The government has transferred the managing director of the Karachi Urban Transport Corporation in a move which raises questions about the fate of the billion dollar Karachi Circular Railway project.
Ijaz Hussain Khilji has been replaced with Sher Ayaz Khan, a railways ministry official, who will assume charge tomorrow (Monday). Khilji, himself a retired railways officer, had been associated with the corporation since it was set up.
The Karachi Urban Transport Corporation (KUTC) was established in 2008 as a regularity authority to prepare and oversee the transport plan of Karachi, mainly to revive the much talked about Karachi Circular Railway (KCR).
“This is come has a shock for us,” said an employee of the Japan International Corporation Agency (JICA)’s Islamabad office. “We are so close to signing an agreement with the Pakistan government [for the project]. Let’s hope this does not delay the project.”
The Japanese agency is at the forefront for the revival of the $1.558 billion railway project, termed vital for addressing the traffic woes of Karachi. The project has been facing continuous delays as the government is focussed more on meeting immediate security and economic challenges.
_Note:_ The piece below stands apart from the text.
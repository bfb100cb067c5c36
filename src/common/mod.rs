//! Utilities shared across the package and presentation layers.

pub mod xml;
The scope of the circular railway project is huge. The electrical locomotives will run on a system of elevated, on-ground and tunnel tracks spanning 43.12 kilometres at an average speed of 44 km per hour. Once revived, the KCR will cut travelling time across the city by half and provide an alternative against the congested public buses running in the city.
The KCR also includes 24 stations from where passengers will embark and disembark the trains. A train will pass a station every six minutes, catering to 700,000 people a day.
JICA will bear 93 per cent of the cost of the circular railway, which is planned for launch by 2017. The Japanese government is expected to officially commit itself to financing the KCR during an international donor conference scheduled in October 2012.
The notification of Khilji’s transfer was issued on July 25 and came as a shock for the people associated with the project. Khilji is bitter.
“Ask JICA how much my transfer could cost this project,” he said, playing down the importance of the notification in the same breath. “I will remain associated with the project.” It remains unclear where Khilji has been transferred and in which capacity his services will be hired.
The KUTC’s managing director is supposed to be hired through a competitive process where applications are called from around the world. But that never happened. Ayaz Khan has been appointed on a one-year contract.
The transport corporation has had its fair share of negative publicity under Khilji’s command. A female staff member has been routinely complaining about his behaviour to journalists. She even shouts outside his office when Khijli is briefing the newsman.
One of the problems facing the KCR project is encroachments on the tracks. At least 20 per cent of the track has been encroached upon from both sides in different areas, including Liaquatabad, North Nazimabad and Lyari.
Around 23,000 people residing in such colonies have to be resettled at Shah Latif Town before construction of tracks can start. Each family has been offered a 80-square-yard plot and Rs50,000 in compensation, but the representatives of the affected residents say the KUTC has yet to take them into confidence.
Published in The Express Tribune, July 29th, 2012.